═════ RECORDED DATA ═════

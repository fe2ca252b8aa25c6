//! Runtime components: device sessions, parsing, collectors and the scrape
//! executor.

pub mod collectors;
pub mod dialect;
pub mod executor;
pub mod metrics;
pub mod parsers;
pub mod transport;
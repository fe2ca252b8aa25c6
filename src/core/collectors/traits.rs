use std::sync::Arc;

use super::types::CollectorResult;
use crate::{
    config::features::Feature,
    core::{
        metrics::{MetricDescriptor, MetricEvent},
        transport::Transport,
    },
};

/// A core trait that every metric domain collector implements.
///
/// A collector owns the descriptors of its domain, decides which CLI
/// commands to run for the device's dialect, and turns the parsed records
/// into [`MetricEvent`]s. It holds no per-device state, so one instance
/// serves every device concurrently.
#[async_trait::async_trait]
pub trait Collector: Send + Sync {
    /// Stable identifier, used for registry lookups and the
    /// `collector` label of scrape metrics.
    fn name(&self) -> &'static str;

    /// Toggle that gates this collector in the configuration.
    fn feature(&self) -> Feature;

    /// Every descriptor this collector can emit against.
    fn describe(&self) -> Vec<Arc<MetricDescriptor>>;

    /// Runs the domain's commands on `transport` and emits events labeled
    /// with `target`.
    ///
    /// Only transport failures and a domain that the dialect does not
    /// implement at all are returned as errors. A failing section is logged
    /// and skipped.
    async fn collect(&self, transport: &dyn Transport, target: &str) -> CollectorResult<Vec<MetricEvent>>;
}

═════

**WORK ORDER:** Set every entry down verbatim.

**TASK ANSWER:**
repository fe2ca252b8aa25c6
//! Runtime components: device sessions, parsing, collectors and the scrape
//! executor.

pub mod collectors;
pub mod dialect;
pub mod executor;
pub mod metrics;
pub mod parsers;
pub mod transport;
repository fe2ca252b8aa25c6
filename src/core/collectors/traits.rs
use std::sync::Arc;

use super::types::CollectorResult;
use crate::{
    config::features::Feature,
    core::{
        metrics::{MetricDescriptor, MetricEvent},
        transport::Transport,
    },
};

/// A core trait that every metric domain collector implements.
///
/// A collector owns the descriptors of its domain, decides which CLI
/// commands to run for the device's dialect, and turns the parsed records
/// into [`MetricEvent`]s. It holds no per-device state, so one instance
/// serves every device concurrently.
#[async_trait::async_trait]
pub trait Collector: Send + Sync {
    /// Stable identifier, used for registry lookups and the
    /// `collector` label of scrape metrics.
    fn name(&self) -> &'static str;

    /// Toggle that gates this collector in the configuration.
    fn feature(&self) -> Feature;

    /// Every descriptor this collector can emit against.
    fn describe(&self) -> Vec<Arc<MetricDescriptor>>;

    /// Runs the domain's commands on `transport` and emits events labeled
    /// with `target`.
    ///
    /// Only transport failures and a domain that the dialect does not
    /// implement at all are returned as errors. A failing section is logged
    /// and skipped.
    async fn collect(&self, transport: &dyn Transport, target: &str) -> CollectorResult<Vec<MetricEvent>>;
}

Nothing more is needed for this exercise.